** Opening DATASET EXTRACT block **
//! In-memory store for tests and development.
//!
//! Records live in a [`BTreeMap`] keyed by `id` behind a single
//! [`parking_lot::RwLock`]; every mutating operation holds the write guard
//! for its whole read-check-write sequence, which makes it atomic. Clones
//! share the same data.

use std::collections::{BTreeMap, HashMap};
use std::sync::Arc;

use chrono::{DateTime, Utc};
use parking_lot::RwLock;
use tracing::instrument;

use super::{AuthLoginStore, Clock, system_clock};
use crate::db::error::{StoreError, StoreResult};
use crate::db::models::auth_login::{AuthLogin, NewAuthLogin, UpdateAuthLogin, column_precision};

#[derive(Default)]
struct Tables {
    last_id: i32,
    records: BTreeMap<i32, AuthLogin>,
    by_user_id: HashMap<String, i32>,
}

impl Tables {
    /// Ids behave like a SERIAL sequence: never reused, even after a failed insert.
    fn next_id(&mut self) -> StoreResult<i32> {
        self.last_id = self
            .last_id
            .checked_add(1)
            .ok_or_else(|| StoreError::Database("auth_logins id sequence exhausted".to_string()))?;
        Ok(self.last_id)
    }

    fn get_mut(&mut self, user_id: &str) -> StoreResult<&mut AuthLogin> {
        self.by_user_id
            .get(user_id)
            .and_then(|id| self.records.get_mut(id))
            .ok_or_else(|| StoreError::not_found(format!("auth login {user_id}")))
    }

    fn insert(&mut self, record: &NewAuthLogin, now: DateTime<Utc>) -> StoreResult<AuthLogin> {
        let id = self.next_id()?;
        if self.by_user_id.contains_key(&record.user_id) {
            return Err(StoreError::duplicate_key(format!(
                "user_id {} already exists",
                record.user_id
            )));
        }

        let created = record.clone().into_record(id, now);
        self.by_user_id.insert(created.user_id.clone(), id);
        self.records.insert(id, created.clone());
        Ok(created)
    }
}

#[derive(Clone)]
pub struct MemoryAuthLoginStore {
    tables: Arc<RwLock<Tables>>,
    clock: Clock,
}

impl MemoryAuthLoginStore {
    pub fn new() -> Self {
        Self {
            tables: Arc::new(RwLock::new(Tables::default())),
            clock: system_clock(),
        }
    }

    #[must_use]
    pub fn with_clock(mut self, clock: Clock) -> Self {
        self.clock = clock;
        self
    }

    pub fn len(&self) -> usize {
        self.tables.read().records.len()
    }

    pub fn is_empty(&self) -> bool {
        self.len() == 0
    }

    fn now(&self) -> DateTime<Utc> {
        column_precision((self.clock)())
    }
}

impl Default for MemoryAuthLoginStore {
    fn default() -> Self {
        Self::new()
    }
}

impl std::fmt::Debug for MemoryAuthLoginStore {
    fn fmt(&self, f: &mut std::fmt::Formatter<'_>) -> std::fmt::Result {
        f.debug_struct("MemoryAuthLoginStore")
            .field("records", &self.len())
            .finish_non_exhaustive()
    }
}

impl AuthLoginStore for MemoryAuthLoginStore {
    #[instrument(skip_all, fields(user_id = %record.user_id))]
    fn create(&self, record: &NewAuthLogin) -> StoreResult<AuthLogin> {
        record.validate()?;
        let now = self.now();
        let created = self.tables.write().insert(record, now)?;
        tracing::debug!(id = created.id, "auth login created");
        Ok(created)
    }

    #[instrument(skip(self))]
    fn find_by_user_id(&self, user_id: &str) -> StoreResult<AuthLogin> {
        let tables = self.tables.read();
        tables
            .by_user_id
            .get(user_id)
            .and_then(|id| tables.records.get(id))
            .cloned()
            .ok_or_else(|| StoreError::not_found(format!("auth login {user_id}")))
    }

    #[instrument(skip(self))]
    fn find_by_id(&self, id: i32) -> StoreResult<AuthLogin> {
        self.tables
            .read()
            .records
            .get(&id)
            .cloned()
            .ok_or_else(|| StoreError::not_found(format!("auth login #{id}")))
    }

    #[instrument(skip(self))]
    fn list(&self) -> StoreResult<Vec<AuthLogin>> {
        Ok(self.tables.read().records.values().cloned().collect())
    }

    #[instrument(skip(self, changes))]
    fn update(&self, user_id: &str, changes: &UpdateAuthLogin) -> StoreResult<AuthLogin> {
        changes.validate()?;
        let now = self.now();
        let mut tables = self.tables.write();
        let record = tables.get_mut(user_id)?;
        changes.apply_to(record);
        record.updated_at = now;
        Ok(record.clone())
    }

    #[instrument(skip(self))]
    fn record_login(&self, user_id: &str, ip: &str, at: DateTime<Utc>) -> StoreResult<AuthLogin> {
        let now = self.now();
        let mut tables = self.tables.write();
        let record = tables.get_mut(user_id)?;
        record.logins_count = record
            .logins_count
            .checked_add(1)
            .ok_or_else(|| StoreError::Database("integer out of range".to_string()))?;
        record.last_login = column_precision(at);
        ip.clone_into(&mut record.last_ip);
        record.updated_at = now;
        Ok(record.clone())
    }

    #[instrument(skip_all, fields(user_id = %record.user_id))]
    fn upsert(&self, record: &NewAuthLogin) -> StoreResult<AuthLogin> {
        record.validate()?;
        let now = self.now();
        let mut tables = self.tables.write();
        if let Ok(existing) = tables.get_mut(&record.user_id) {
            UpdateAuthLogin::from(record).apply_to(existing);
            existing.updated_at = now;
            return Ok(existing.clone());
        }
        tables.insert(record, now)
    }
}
** Closing DATASET EXTRACT block **
Return every record above exactly as it appears.

//! In-memory store for tests and development.
//!
//! Records live in a [`BTreeMap`] keyed by `id` behind a single
//! [`parking_lot::RwLock`]; every mutating operation holds the write guard
//! for its whole read-check-write sequence, which makes it atomic. Clones
//! share the same data.

use std::collections::{BTreeMap, HashMap};
use std::sync::Arc;

use chrono::{DateTime, Utc};
use parking_lot::RwLock;
use tracing::instrument;

use super::{AuthLoginStore, Clock, system_clock};
use crate::db::error::{StoreError, StoreResult};
use crate::db::models::auth_login::{AuthLogin, NewAuthLogin, UpdateAuthLogin, column_precision};

#[derive(Default)]
struct Tables {
    last_id: i32,
    records: BTreeMap<i32, AuthLogin>,
    by_user_id: HashMap<String, i32>,
}

impl Tables {
    /// Ids behave like a SERIAL sequence: never reused, even after a failed insert.
    fn next_id(&mut self) -> StoreResult<i32> {
        self.last_id = self
            .last_id
            .checked_add(1)
            .ok_or_else(|| StoreError::Database("auth_logins id sequence exhausted".to_string()))?;
        Ok(self.last_id)
    }

    fn get_mut(&mut self, user_id: &str) -> StoreResult<&mut AuthLogin> {
        self.by_user_id
            .get(user_id)
            .and_then(|id| self.records.get_mut(id))
            .ok_or_else(|| StoreError::not_found(format!("auth login {user_id}")))
    }

    fn insert(&mut self, record: &NewAuthLogin, now: DateTime<Utc>) -> StoreResult<AuthLogin> {
        let id = self.next_id()?;
        if self.by_user_id.contains_key(&record.user_id) {
            return Err(StoreError::duplicate_key(format!(
                "user_id {} already exists",
                record.user_id
            )));
        }

        let created = record.clone().into_record(id, now);
        self.by_user_id.insert(created.user_id.clone(), id);
        self.records.insert(id, created.clone());
        Ok(created)
    }
}

#[derive(Clone)]
pub struct MemoryAuthLoginStore {
    tables: Arc<RwLock<Tables>>,
    clock: Clock,
}

impl MemoryAuthLoginStore {
    pub fn new() -> Self {
        Self {
            tables: Arc::new(RwLock::new(Tables::default())),
            clock: system_clock(),
        }
    }

    #[must_use]
    pub fn with_clock(mut self, clock: Clock) -> Self {
        self.clock = clock;
        self
    }

    pub fn len(&self) -> usize {
        self.tables.read().records.len()
    }

    pub fn is_empty(&self) -> bool {
        self.len() == 0
    }

    fn now(&self) -> DateTime<Utc> {
        column_precision((self.clock)())
    }
}

impl Default for MemoryAuthLoginStore {
    fn default() -> Self {
        Self::new()
    }
}

impl std::fmt::Debug for MemoryAuthLoginStore {
    fn fmt(&self, f: &mut std::fmt::Formatter<'_>) -> std::fmt::Result {
        f.debug_struct("MemoryAuthLoginStore")
            .field("records", &self.len())
            .finish_non_exhaustive()
    }
}

impl AuthLoginStore for MemoryAuthLoginStore {
    #[instrument(skip_all, fields(user_id = %record.user_id))]
    fn create(&self, record: &NewAuthLogin) -> StoreResult<AuthLogin> {
        record.validate()?;
        let now = self.now();
        let created = self.tables.write().insert(record, now)?;
        tracing::debug!(id = created.id, "auth login created");
        Ok(created)
    }

    #[instrument(skip(self))]
    fn find_by_user_id(&self, user_id: &str) -> StoreResult<AuthLogin> {
        let tables = self.tables.read();
        tables
            .by_user_id
            .get(user_id)
            .and_then(|id| tables.records.get(id))
            .cloned()
            .ok_or_else(|| StoreError::not_found(format!("auth login {user_id}")))
    }

    #[instrument(skip(self))]
    fn find_by_id(&self, id: i32) -> StoreResult<AuthLogin> {
        self.tables
            .read()
            .records
            .get(&id)
            .cloned()
            .ok_or_else(|| StoreError::not_found(format!("auth login #{id}")))
    }

    #[instrument(skip(self))]
    fn list(&self) -> StoreResult<Vec<AuthLogin>> {
        Ok(self.tables.read().records.values().cloned().collect())
    }

    #[instrument(skip(self, changes))]
    fn update(&self, user_id: &str, changes: &UpdateAuthLogin) -> StoreResult<AuthLogin> {
        changes.validate()?;
        let now = self.now();
        let mut tables = self.tables.write();
        let record = tables.get_mut(user_id)?;
        changes.apply_to(record);
        record.updated_at = now;
        Ok(record.clone())
    }

    #[instrument(skip(self))]
    fn record_login(&self, user_id: &str, ip: &str, at: DateTime<Utc>) -> StoreResult<AuthLogin> {
        let now = self.now();
        let mut tables = self.tables.write();
        let record = tables.get_mut(user_id)?;
        record.logins_count = record
            .logins_count
            .checked_add(1)
            .ok_or_else(|| StoreError::Database("integer out of range".to_string()))?;
        record.last_login = column_precision(at);
        ip.clone_into(&mut record.last_ip);
        record.updated_at = now;
        Ok(record.clone())
    }

    #[instrument(skip_all, fields(user_id = %record.user_id))]
    fn upsert(&self, record: &NewAuthLogin) -> StoreResult<AuthLogin> {
        record.validate()?;
        let now = self.now();
        let mut tables = self.tables.write();
        if let Ok(existing) = tables.get_mut(&record.user_id) {
            UpdateAuthLogin::from(record).apply_to(existing);
            existing.updated_at = now;
            return Ok(existing.clone());
        }
        tables.insert(record, now)
    }
}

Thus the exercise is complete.